Dans j'adore apprendre plein de choses,
Nathalie Quintane livre un tableau réaliste, brut de décoffrage et pourtant plein d'humanité, de notre système éducatif.
Pas de statistiques, pas de pourcentages de réussite au baccalauréat, pas de critiques sans fondement sur le rôle supposé des professeurs dans l'appauvrissement de la qualité de l'éducation, pas de propositions farfelues, pas de projet de réforme, rien de tout ce que l'on a l'habitude d'entendre sur l'éducation dans notre beau pays. Et surtout pas de yaka fokon !
En XXV saynètes mettant en mouvement le personnel éducatif, technique et administratif, les parents, les élèves, les inspecteurs, les politiques, elle met le doigt là où ça fait mal et là où la plupart des spécialistes auto déclarés de la pédagogie que compte notre pays ne peuvent que démontrer l'inanité de leurs prétendues compétences.
Le professeur est le personnage principal de ces différents tableaux.
On le voit toujours seul face à sa classe, face à l'élève qui le braque avec un pistolet factice, face à l'inspecteur en "costume de velours prune", qui vient mesurer sa capacité à enseigner, face à l'élève qui se verra interdit de cantine si d'aventure ses résultats sont mauvais, face à la réforme de l'orthographe alors que le député Lamartine écrivait enfant et enfants sans t, face à l'enseignement de l'histoire, face au formalisme du langage qui lui impose "On désire l'épiphanie d'une langue sans gibbosités".
Il a survécu au mouvement de "compensation par les clubs de théâtre", à celui de la "réxplication", aux règles d'accord des mots composés qui fondent l'accession à la nationalité française, au "c'était pas mal de supprimer l'estrade", à la restauration de l'histoire et du poème.
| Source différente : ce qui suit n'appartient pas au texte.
fn str_method(s: &str, receiver: &Value, method: &str, args: &[Value]) -> Result<Value, OpError> {
    let strip_set = |args: &[Value]| -> Result<Option<Vec<char>>, OpError> {
        match args.first() {
            None | Some(Value::None) => Ok(None),
            Some(v) => Ok(Some(str_arg(method, v)?.chars().collect())),
        }
    };
    let text = |v: String| Ok(Value::Str(v));
    match method {
        "upper" => text(s.to_uppercase()),
        "lower" => text(s.to_lowercase()),
        "title" => {
            let mut out = String::new();
            let mut prev_cased = false;
            for c in s.chars() {
                if prev_cased {
                    out.extend(c.to_lowercase());
                } else {
                    out.extend(c.to_uppercase());
                }
                prev_cased = c.is_alphabetic();
            }
            text(out)
        }
        "capitalize" => {
            let mut chars = s.chars();
            text(match chars.next() {
                Some(first) => {
                    first.to_uppercase().chain(chars.flat_map(char::to_lowercase)).collect()
                }
                None => String::new(),
            })
        }
        "strip" | "lstrip" | "rstrip" => {
            arity(method, args, 0, 1)?;
            let set = strip_set(args)?;
            let hit = |c: char| match &set {
                Some(set) => set.contains(&c),
                None => c.is_whitespace(),
            };
            text(match method {
                "strip" => s.trim_matches(hit).to_string(),
                "lstrip" => s.trim_start_matches(hit).to_string(),
                _ => s.trim_end_matches(hit).to_string(),
            })
        }
        "isdigit" => Ok(Value::Bool(!s.is_empty() && s.chars().all(|c| c.is_ascii_digit()))),
        "isalpha" => Ok(Value::Bool(!s.is_empty() && s.chars().all(char::is_alphabetic))),
        "isspace" => Ok(Value::Bool(!s.is_empty() && s.chars().all(char::is_whitespace))),
        "isupper" => Ok(Value::Bool(
            s.chars().any(char::is_alphabetic) && !s.chars().any(char::is_lowercase),
        )),
        "islower" => Ok(Value::Bool(
            s.chars().any(char::is_alphabetic) && !s.chars().any(char::is_uppercase),
        )),
        "split" => {
            arity(method, args, 0, 1)?;
            let parts: Vec<Value> = match args.first() {
                None | Some(Value::None) => s.split_whitespace().map(Value::str).collect(),
                Some(sep) => {
                    let sep = str_arg(method, sep)?;
                    if sep.is_empty() {
                        return Err(OpError::raise(ErrorKind::ValueError, "empty separator"));
                    }
                    s.split(sep).map(Value::str).collect()
                }
            };
            Ok(Value::List(parts))
        }
        "join" => {
            arity(method, args, 1, 1)?;
            let mut out = String::new();
            for (i, item) in ops::iterate(&args[0])?.iter().enumerate() {
                match item {
                    Value::Str(part) => {
                        if i > 0 {
                            out.push_str(s);
                        }
                        out.push_str(part);
                    }
                    other => {
                        return Err(OpError::type_error(format!(
                            "sequence item {i}: expected str instance, {} found",
                            other.type_name()
                        )))
                    }
                }
                guard_len(out.len())?;
            }
            text(out)
        }
        "replace" => {
            arity(method, args, 2, 2)?;
            let old = str_arg(method, &args[0])?;
            let new = str_arg(method, &args[1])?;
            let out = s.replace(old, new);
            guard_len(out.len())?;
            text(out)
        }
        "startswith" | "endswith" => {
            arity(method, args, 1, 1)?;
            Ok(Value::Bool(affix_matches(method, receiver, &args[0])?))
        }
        "find" | "index" | "count" => {
            arity(method, args, 1, 1)?;
            let sub = str_arg(method, &args[0])?;
            match method {
                "count" => Ok(Value::int(if sub.is_empty() {
                    s.chars().count() as i64 + 1
                } else {
                    s.matches(sub).count() as i64
                })),
                _ => match s.find(sub) {
                    Some(byte) => Ok(Value::int(s[..byte].chars().count() as i64)),
                    None if method == "find" => Ok(Value::int(-1)),
                    None => Err(OpError::raise(ErrorKind::ValueError, "substring not found")),
                },
            }
        }
        "encode" => {
            arity(method, args, 0, 1)?;
            let encoding = match args.first() {
                Some(v) => str_arg(method, v)?,
                None => "utf-8",
            };
            encode(s, encoding)
        }
        "format" => format_text(s, args),
        _ => Err(no_attribute(receiver, method)),
    }
}
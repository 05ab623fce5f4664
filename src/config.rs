//! Site layout configuration
//!
//! Defaults follow the Jekyll layout: `_posts/`, `_category_pages/`, and
//! backups under `_tmpbkup/`. A YAML file may override any of them.

use crate::error::{Result, TidyError};
use serde::Deserialize;
use std::fs;
use std::path::{Path, PathBuf};

/// Where the content lives, relative to `root`
#[derive(Debug, Clone, PartialEq, Eq, Deserialize)]
#[serde(default, deny_unknown_fields)]
pub struct SiteConfig {
    pub root: PathBuf,
    pub posts_dir: PathBuf,
    pub category_dir: PathBuf,
    pub backup_dir: PathBuf,
}

impl Default for SiteConfig {
    fn default() -> Self {
        Self {
            root: PathBuf::from("."),
            posts_dir: PathBuf::from("_posts"),
            category_dir: PathBuf::from("_category_pages"),
            backup_dir: PathBuf::from("_tmpbkup"),
        }
    }
}

impl SiteConfig {
    /// Default layout rooted at `root`
    pub fn with_root(root: impl Into<PathBuf>) -> Self {
        Self {
            root: root.into(),
            ..Default::default()
        }
    }

    /// Load a YAML config file; missing keys keep their defaults
    pub fn from_file(path: &Path) -> Result<Self> {
        let raw = fs::read_to_string(path)?;
        if raw.trim().is_empty() {
            return Ok(Self::default());
        }
        serde_yaml::from_str(&raw).map_err(|e| TidyError::config(path, e.to_string()))
    }

    pub fn posts_path(&self) -> PathBuf {
        self.root.join(&self.posts_dir)
    }

    pub fn category_path(&self) -> PathBuf {
        self.root.join(&self.category_dir)
    }

    /// Backups of posts, mirroring the posts directory name
    pub fn posts_backup_path(&self) -> PathBuf {
        self.root.join(&self.backup_dir).join(&self.posts_dir)
    }

    /// Backups of archive pages, mirroring the category directory name
    pub fn category_backup_path(&self) -> PathBuf {
        self.root.join(&self.backup_dir).join(&self.category_dir)
    }
}
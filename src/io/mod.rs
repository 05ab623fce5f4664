pub mod fs;
pub mod reader;
pub mod writer;

pub use fs::{
    backup_file, backup_markdown_files, ensure_directory, is_markdown, list_markdown_files,
    modified_time, read_to_string, require_directory,
};
pub use reader::{display_name, load_documents, read_document, DocumentBatch};
pub use writer::{write_if_changed, PayloadFormat, WriteOptions, WriteResult};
Il s'accommode de la CSP - Commission Supérieure des Programmes, met en oeuvre la restauration de la dictée "C'était une belle journée d'été. le soleil tapait fort. Il faisait beau en effet. C'était toujours les mêmes départs.". Pratique toujours "Que celui qui a lancé cette boulette se dénonce ! S'il se dénonce, la classe ne sera pas punie."
Résiste aux "pédagogies alternatives".
Par ces saynètes à la fois réalistes et drôles (parfois on rit jaune),
Nathalie Quintane présente avec justesse les différents rôles de composition que doit remplir le professeur. Il est confronté à la concurrence de plus en plus rude de la télévision, d'internet et des réseaux sociaux, aux mouvements de modes qui s'affranchissent des règlement scolaires, "Tu te souviens de l'année où les filles avaient le string qui dépassait du jean ?", au sacro-saint principe de précaution qui réduit le champ de ses initiatives "Vous avez fait couler de la cire ? - Dans une casserole ? Sur du feu ? - Mais qui avait autorisé ça ?"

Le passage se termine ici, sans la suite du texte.